● **DATA EXCERPTS**:

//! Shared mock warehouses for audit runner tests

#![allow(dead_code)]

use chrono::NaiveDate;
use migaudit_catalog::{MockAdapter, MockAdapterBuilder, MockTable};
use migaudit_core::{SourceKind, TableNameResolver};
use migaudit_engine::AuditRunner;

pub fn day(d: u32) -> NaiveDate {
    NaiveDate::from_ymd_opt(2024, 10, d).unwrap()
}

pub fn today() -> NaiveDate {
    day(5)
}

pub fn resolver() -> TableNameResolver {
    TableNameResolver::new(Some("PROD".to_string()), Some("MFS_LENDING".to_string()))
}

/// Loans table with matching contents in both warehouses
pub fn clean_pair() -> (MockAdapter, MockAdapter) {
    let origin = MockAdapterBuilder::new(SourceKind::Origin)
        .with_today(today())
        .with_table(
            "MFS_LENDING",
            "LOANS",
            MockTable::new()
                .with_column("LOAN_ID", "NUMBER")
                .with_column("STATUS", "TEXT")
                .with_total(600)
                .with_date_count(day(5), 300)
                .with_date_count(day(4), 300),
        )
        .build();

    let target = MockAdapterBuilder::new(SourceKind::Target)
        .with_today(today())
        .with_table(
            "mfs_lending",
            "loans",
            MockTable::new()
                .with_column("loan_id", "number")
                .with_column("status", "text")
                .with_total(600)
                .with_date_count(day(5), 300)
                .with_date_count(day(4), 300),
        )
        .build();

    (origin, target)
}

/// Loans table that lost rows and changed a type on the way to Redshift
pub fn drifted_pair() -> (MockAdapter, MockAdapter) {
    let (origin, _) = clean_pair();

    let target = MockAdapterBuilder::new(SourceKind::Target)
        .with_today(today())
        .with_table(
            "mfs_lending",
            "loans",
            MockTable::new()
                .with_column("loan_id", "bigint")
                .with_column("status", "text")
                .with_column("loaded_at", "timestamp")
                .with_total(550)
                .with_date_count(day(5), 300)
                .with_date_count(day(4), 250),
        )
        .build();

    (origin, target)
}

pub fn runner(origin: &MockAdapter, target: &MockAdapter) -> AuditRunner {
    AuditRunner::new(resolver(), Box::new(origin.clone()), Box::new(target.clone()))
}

● **TO DO**: Your response should be the lines of the entries above that include the string "AuditRunner".

● **ANSWER TO THIS PROBLEM**:
use migaudit_engine::AuditRunner;
pub fn runner(origin: &MockAdapter, target: &MockAdapter) -> AuditRunner {
    AuditRunner::new(resolver(), Box::new(origin.clone()), Box::new(target.clone()))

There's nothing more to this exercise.